We failed over Churchill race claim says BBC
THE BBC has admitted it fell short of its impartiality guidelines by failing to challenge a claim that Winston Churchill was motivated by racism over an Indian famine.
Historian Rudrangshu Mukherjee told BBC News at Ten in July last year that Churchill was ‘seen as the precipitator of mass killing’ for his policies during the 1943 Bengal famine.
Another contributor, Yasmin Khan of Oxford University, claimed Churchill was ‘prioritising white lives over Asian lives’ by not sending aid to India.
The broadcast was part of a series of reports which examined Britain’s colonial legacy.
A viewer complained that the report ‘did not take proper account of the fact that Britain was engaged in a world war at the time’ and criticised the accusations of racism directed at Churchill. The BBC executive complaints unit (ECU) upheld part of the complaint and said the broadcast should have offered alternative views of Churchill.
A spokesman said: ‘More exploration of alternative views of Churchill’s actions and motives in relation to the Bengal famine was required to meet the standard of impartiality appropriate to a report in a news bulletin of this kind.’ Historians argue more lives could have been saved if India had received more relief, but they are divided over claims Churchill was partly to blame.
Yogita Limaye, the BBC News India correspondent who led the report, said many Indians blamed him for ‘making the situation worse’. But some have argued there were more significant factors than Churchill.

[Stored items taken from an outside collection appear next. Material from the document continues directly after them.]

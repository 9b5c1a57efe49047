//! Messages exchanged with node agents.
//!
//! Commands travel as JSON objects tagged by a `command` field; the names
//! are the agent's existing vocabulary and must not change.

use chrono::{DateTime, Utc};
use rand::seq::SliceRandom;
use serde::{Deserialize, Serialize};
use serde_json::Value;

#[derive(Debug, Clone, Copy, PartialEq, Eq, Default, Serialize, Deserialize)]
#[serde(rename_all = "lowercase")]
pub enum PlaybackOrder {
    #[default]
    Sequential,
    Random,
}

impl PlaybackOrder {
    /// Traversal order for `files`; `Random` reshuffles on every call.
    pub fn arrange<T: Clone>(&self, files: &[T]) -> Vec<T> {
        let mut ordered = files.to_vec();
        if *self == PlaybackOrder::Random {
            ordered.shuffle(&mut rand::thread_rng());
        }
        ordered
    }
}

#[derive(Debug, Clone, PartialEq, Serialize, Deserialize)]
pub struct PlaylistFile {
    pub file_id: String,
    pub filename: String,
    pub url: String,
    #[serde(default, skip_serializing_if = "Option::is_none")]
    pub local_path: Option<String>,
}

#[derive(Debug, Clone, PartialEq, Serialize, Deserialize)]
pub struct StreamConfig {
    pub title: String,
    pub files: Vec<PlaylistFile>,
    pub rtmp_endpoints: Vec<String>,
    #[serde(rename = "loop")]
    pub loop_enabled: bool,
    #[serde(default)]
    pub playlist_order: PlaybackOrder,
}

#[derive(Debug, Clone, PartialEq, Serialize, Deserialize)]
#[serde(tag = "command", rename_all = "SCREAMING_SNAKE_CASE")]
pub enum AgentCommand {
    StartStream {
        stream_id: String,
        config: StreamConfig,
    },
    StopStream {
        stream_id: String,
    },
    UpdatePlaylist {
        stream_id: String,
        files: Vec<PlaylistFile>,
    },
    SetLoopMode {
        stream_id: String,
        enabled: bool,
    },
    SetPlaybackOrder {
        stream_id: String,
        order: PlaybackOrder,
    },
    AddVideos {
        stream_id: String,
        file_ids: Vec<String>,
    },
    DeleteVideos {
        stream_id: String,
        file_ids: Vec<String>,
    },
    DeleteFile {
        file_id: String,
        filename: String,
    },
    UpdateAgent {
        vps_id: String,
        version: String,
        #[serde(default)]
        update_data: Value,
    },
    GetPlaylistStatus {
        stream_id: String,
    },
    GetCapabilities,
    Ping,
}

impl AgentCommand {
    pub fn name(&self) -> &'static str {
        match self {
            AgentCommand::StartStream { .. } => "START_STREAM",
            AgentCommand::StopStream { .. } => "STOP_STREAM",
            AgentCommand::UpdatePlaylist { .. } => "UPDATE_PLAYLIST",
            AgentCommand::SetLoopMode { .. } => "SET_LOOP_MODE",
            AgentCommand::SetPlaybackOrder { .. } => "SET_PLAYBACK_ORDER",
            AgentCommand::AddVideos { .. } => "ADD_VIDEOS",
            AgentCommand::DeleteVideos { .. } => "DELETE_VIDEOS",
            AgentCommand::DeleteFile { .. } => "DELETE_FILE",
            AgentCommand::UpdateAgent { .. } => "UPDATE_AGENT",
            AgentCommand::GetPlaylistStatus { .. } => "GET_PLAYLIST_STATUS",
            AgentCommand::GetCapabilities => "GET_CAPABILITIES",
            AgentCommand::Ping => "PING",
        }
    }

    pub fn stream_id(&self) -> Option<&str> {
        match self {
            AgentCommand::StartStream { stream_id, .. }
            | AgentCommand::StopStream { stream_id }
            | AgentCommand::UpdatePlaylist { stream_id, .. }
            | AgentCommand::SetLoopMode { stream_id, .. }
            | AgentCommand::SetPlaybackOrder { stream_id, .. }
            | AgentCommand::AddVideos { stream_id, .. }
            | AgentCommand::DeleteVideos { stream_id, .. }
            | AgentCommand::GetPlaylistStatus { stream_id } => Some(stream_id),
            AgentCommand::DeleteFile { .. }
            | AgentCommand::UpdateAgent { .. }
            | AgentCommand::GetCapabilities
            | AgentCommand::Ping => None,
        }
    }

    pub fn encode(&self) -> Result<String, serde_json::Error> {
        serde_json::to_string(self)
    }

    pub fn decode(raw: &str) -> Result<Self, serde_json::Error> {
        serde_json::from_str(raw)
    }
}

/// Periodic liveness report published by every node agent.
#[derive(Debug, Clone, PartialEq, Serialize, Deserialize)]
pub struct Heartbeat {
    pub vps_id: String,
    pub timestamp: DateTime<Utc>,
    #[serde(default)]
    pub active_streams: Vec<String>,
    #[serde(default)]
    pub agent_version: Option<String>,
    #[serde(default)]
    pub capabilities: Vec<String>,
}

Tirthankar Roy, an economic history professor at the LSE, argues India’s vulnerability to famine was due to its unequal distribution of food. He also blamed a lack of investment in agriculture and failings by the local government. ‘Winston Churchill was not a relevant factor behind the 1943 Bengal famine,’ he has said.
‘The agency with the most responsibility for causing the famine and not doing enough was the government of Bengal.’
The ECU judgment stated: ‘It is hardly controversial to say Churchill on occasion expressed attitudes which many would now regard as evidence of racism, and the ECU thought it editorially justifiable to refer to the issue of racism in the context of a report focusing on Indian attitudes which run counter to the received view of Churchill.’